//! Viewer coordinate engine: pan/zoom state and pointer-drag tracking.

use crate::config::ViewSettings;
use crate::zoom_math::{Transform, fit_zoom};

/// A width/height pair in pixels.
#[derive(Debug, Clone, Copy, PartialEq)]
pub struct Size {
    pub width: f32,
    pub height: f32,
}

impl Size {
    /// Create a new size.
    pub fn new(width: f32, height: f32) -> Self {
        Self { width, height }
    }

    /// Size multiplied by a zoom factor.
    pub fn scaled(&self, zoom: f32) -> Size {
        Size::new(self.width * zoom, self.height * zoom)
    }

    fn as_tuple(self) -> (f32, f32) {
        (self.width, self.height)
    }
}

/// Mouse/pen button that triggered a pointer event.
#[derive(Debug, Clone, Copy, PartialEq, Eq)]
pub enum PointerButton {
    /// Left button, pen contact or touch
    Primary,
    /// Middle button
    Auxiliary,
    /// Right button
    Secondary,
}

/// A pointer event in screen coordinates.
#[derive(Debug, Clone, Copy, PartialEq)]
pub struct PointerInput {
    /// Platform pointer id
    pub pointer_id: i64,
    /// Button pressed for down events
    pub button: PointerButton,
    /// Screen x
    pub x: f32,
    /// Screen y
    pub y: f32,
    /// Whether shift is held
    pub shift: bool,
}

impl PointerInput {
    /// Primary-button event without modifiers.
    pub fn primary(pointer_id: i64, x: f32, y: f32) -> Self {
        Self {
            pointer_id,
            button: PointerButton::Primary,
            x,
            y,
            shift: false,
        }
    }

    /// Same event with shift held.
    pub fn with_shift(mut self) -> Self {
        self.shift = true;
        self
    }
}

/// Pan/zoom state of the drawing viewer.
#[derive(Debug, Clone)]
pub struct ViewerState {
    transform: Transform,
    base_size: Size,
    is_dragging: bool,
    drag_start: (f32, f32),
    active_pointer: Option<i64>,
    settings: ViewSettings,
}

impl ViewerState {
    /// Create a viewer at zoom 1 with the configured default base size.
    pub fn new(settings: ViewSettings) -> Self {
        Self {
            transform: Transform::identity(),
            base_size: Size::new(settings.default_base_width, settings.default_base_height),
            is_dragging: false,
            drag_start: (0.0, 0.0),
            active_pointer: None,
            settings,
        }
    }

    /// Current zoom level.
    pub fn zoom(&self) -> f32 {
        self.transform.zoom
    }

    /// Current pan offset.
    pub fn pan(&self) -> (f32, f32) {
        (self.transform.pan_x, self.transform.pan_y)
    }

    /// Full transform.
    pub fn transform(&self) -> Transform {
        self.transform
    }

    /// Natural size of the base image.
    pub fn base_size(&self) -> Size {
        self.base_size
    }

    /// Whether a pan drag is in progress.
    pub fn is_dragging(&self) -> bool {
        self.is_dragging
    }

    /// Pointer id driving the current drag.
    pub fn active_pointer(&self) -> Option<i64> {
        self.active_pointer
    }

    /// Limits and factors in use.
    pub fn settings(&self) -> &ViewSettings {
        &self.settings
    }

    /// Record the natural size of a newly loaded base image.
    pub fn set_base_size(&mut self, size: Size) {
        log::debug!("Base size {}x{}", size.width, size.height);
        self.base_size = size;
    }

    /// Set the zoom directly, clamped to the configured range.
    pub fn set_zoom(&mut self, zoom: f32) {
        self.transform.zoom = zoom.clamp(self.settings.min_zoom, self.settings.max_zoom);
    }

    /// Set the pan directly.
    pub fn set_pan(&mut self, x: f32, y: f32) {
        self.transform.pan_x = x;
        self.transform.pan_y = y;
    }

    /// Zoom in by one step, keeping the view center in place.
    pub fn zoom_in(&mut self, container: Size) {
        self.zoom_step(self.settings.zoom_step, container);
    }

    /// Zoom out by one step, keeping the view center in place.
    pub fn zoom_out(&mut self, container: Size) {
        self.zoom_step(1.0 / self.settings.zoom_step, container);
    }

    fn zoom_step(&mut self, factor: f32, container: Size) {
        self.transform = self.transform.zoom_about_center(
            factor,
            self.settings.min_zoom,
            self.settings.max_zoom,
            container.width,
            container.height,
        );
        log::trace!("Zoom {:.3}", self.transform.zoom);
    }

    /// Apply a wheel event. Positive `delta_y` zooms out, anything else zooms in.
    ///
    /// Returns `true`: the event is always consumed so the page does not scroll
    /// while the pointer is over the drawing.
    pub fn wheel(&mut self, delta_y: f32) -> bool {
        let factor = if delta_y > 0.0 {
            self.settings.wheel_zoom_out
        } else {
            self.settings.wheel_zoom_in
        };
        self.transform =
            self.transform
                .scale_zoom(factor, self.settings.min_zoom, self.settings.max_zoom);
        log::trace!("Wheel zoom {:.3}", self.transform.zoom);
        true
    }

    /// Fit the base image into the container and reset the pan.
    pub fn fit_to_screen(&mut self, container: Size) {
        let zoom = fit_zoom(container.as_tuple(), self.base_size.as_tuple());
        self.set_zoom(zoom);
        self.set_pan(0.0, 0.0);
    }

    /// Zoom 1, no pan.
    pub fn reset(&mut self) {
        self.transform = Transform::identity();
    }

    /// Start a pan drag.
    ///
    /// Dragging starts on the primary button; in markup mode shift must be
    /// held too, since a plain press draws. A second pointer is ignored while
    /// one is active.
    pub fn pointer_down(&mut self, input: &PointerInput, markup_mode: bool) -> bool {
        if input.button != PointerButton::Primary {
            return false;
        }
        if markup_mode && !input.shift {
            return false;
        }
        if self.active_pointer.is_some() {
            return false;
        }

        self.active_pointer = Some(input.pointer_id);
        self.is_dragging = true;
        self.drag_start = (input.x - self.transform.pan_x, input.y - self.transform.pan_y);
        true
    }

    /// Continue a pan drag. Events from other pointers are ignored.
    pub fn pointer_move(&mut self, input: &PointerInput) -> bool {
        if !self.is_dragging || self.active_pointer != Some(input.pointer_id) {
            return false;
        }
        self.set_pan(input.x - self.drag_start.0, input.y - self.drag_start.1);
        true
    }

    /// End a drag on pointer up, cancel or leave.
    ///
    /// Returns `true` when the pointer was the captured one and should be
    /// released.
    pub fn pointer_up(&mut self, pointer_id: i64) -> bool {
        let released = self.active_pointer == Some(pointer_id);
        if released {
            self.active_pointer = None;
            self.is_dragging = false;
        }
        released
    }

    /// Map a screen point to base-image pixels.
    pub fn screen_to_image(&self, screen: (f32, f32), container_origin: (f32, f32)) -> (f32, f32) {
        self.transform.screen_to_image(screen, container_origin)
    }

    /// Map a base-image pixel to the screen.
    pub fn image_to_screen(&self, image: (f32, f32), container_origin: (f32, f32)) -> (f32, f32) {
        self.transform.image_to_screen(image, container_origin)
    }
}

impl Default for ViewerState {
    fn default() -> Self {
        Self::new(ViewSettings::default())
    }
}

#[cfg(test)]
mod tests {
    use super::*;

    const EPSILON: f32 = 0.0001;

    fn approx_eq(a: f32, b: f32) -> bool {
        (a - b).abs() < EPSILON
    }

    fn container() -> Size {
        Size::new(800.0, 600.0)
    }

    #[test]
    fn test_zoom_in_never_exceeds_max() {
        let mut v = ViewerState::default();
        for _ in 0..50 {
            v.zoom_in(container());
        }
        assert!(v.zoom() <= 5.0);
        assert!(approx_eq(v.zoom(), 5.0));
    }

    #[test]
    fn test_zoom_out_never_drops_below_min() {
        let mut v = ViewerState::default();
        for _ in 0..50 {
            v.zoom_out(container());
        }
        assert!(v.zoom() >= 0.1);
        assert!(approx_eq(v.zoom(), 0.1));
    }

    #[test]
    fn test_zoom_in_recenters_pan() {
        let mut v = ViewerState::default();
        v.zoom_in(container());
        assert!(approx_eq(v.zoom(), 1.2));
        let (x, y) = v.pan();
        assert!(approx_eq(x, -400.0 * 0.2));
        assert!(approx_eq(y, -300.0 * 0.2));
    }

    #[test]
    fn test_wheel_direction_and_clamp() {
        let mut v = ViewerState::default();
        assert!(v.wheel(100.0));
        assert!(approx_eq(v.zoom(), 0.85));
        v.wheel(-100.0);
        assert!(approx_eq(v.zoom(), 0.85 * 1.15));
        for _ in 0..100 {
            v.wheel(-1.0);
        }
        assert_eq!(v.zoom(), 5.0);
        assert_eq!(v.pan(), (0.0, 0.0));
    }

    #[test]
    fn test_fit_to_screen_and_reset() {
        let mut v = ViewerState::default();
        v.set_pan(40.0, 40.0);
        v.fit_to_screen(container());
        assert!(approx_eq(v.zoom(), 0.5));
        assert_eq!(v.pan(), (0.0, 0.0));

        v.set_base_size(Size::new(100.0, 100.0));
        v.fit_to_screen(container());
        assert_eq!(v.zoom(), 1.0);

        v.zoom_in(container());
        v.reset();
        assert_eq!(v.zoom(), 1.0);
        assert_eq!(v.pan(), (0.0, 0.0));
    }

    #[test]
    fn test_drag_pans_by_pointer_delta() {
        let mut v = ViewerState::default();
        v.set_pan(10.0, 20.0);
        assert!(v.pointer_down(&PointerInput::primary(1, 100.0, 100.0), false));
        assert!(v.pointer_move(&PointerInput::primary(1, 130.0, 90.0)));
        assert_eq!(v.pan(), (40.0, 10.0));
        assert!(v.pointer_up(1));
        assert!(!v.is_dragging());
        assert!(!v.pointer_move(&PointerInput::primary(1, 500.0, 500.0)));
        assert_eq!(v.pan(), (40.0, 10.0));
    }

    #[test]
    fn test_second_pointer_is_ignored() {
        let mut v = ViewerState::default();
        assert!(v.pointer_down(&PointerInput::primary(1, 0.0, 0.0), false));
        assert!(!v.pointer_down(&PointerInput::primary(2, 50.0, 50.0), false));
        assert!(!v.pointer_move(&PointerInput::primary(2, 80.0, 80.0)));
        assert_eq!(v.pan(), (0.0, 0.0));
        assert!(!v.pointer_up(2));
        assert!(v.is_dragging());
        assert!(v.pointer_up(1));
    }

    #[test]
    fn test_markup_mode_requires_shift_to_pan() {
        let mut v = ViewerState::default();
        assert!(!v.pointer_down(&PointerInput::primary(1, 0.0, 0.0), true));
        assert!(v.pointer_down(&PointerInput::primary(1, 0.0, 0.0).with_shift(), true));
    }

    #[test]
    fn test_non_primary_button_does_not_pan() {
        let mut v = ViewerState::default();
        let mut input = PointerInput::primary(1, 0.0, 0.0);
        input.button = PointerButton::Secondary;
        assert!(!v.pointer_down(&input, false));
    }
}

· · · · · · ·

▶ [Task to carry out] Can you repeat, word for word, every line above from the one containing "else zooms in." down to the one containing "pub fn fit_to_screen(&mut", including both?

▶ [Answer to this problem]
    /// Apply a wheel event. Positive `delta_y` zooms out, anything else zooms in.
    ///
    /// Returns `true`: the event is always consumed so the page does not scroll
    /// while the pointer is over the drawing.
    pub fn wheel(&mut self, delta_y: f32) -> bool {
        let factor = if delta_y > 0.0 {
            self.settings.wheel_zoom_out
        } else {
            self.settings.wheel_zoom_in
        };
        self.transform =
            self.transform
                .scale_zoom(factor, self.settings.min_zoom, self.settings.max_zoom);
        log::trace!("Wheel zoom {:.3}", self.transform.zoom);
        true
    }

    /// Fit the base image into the container and reset the pan.
    pub fn fit_to_screen(&mut self, container: Size) {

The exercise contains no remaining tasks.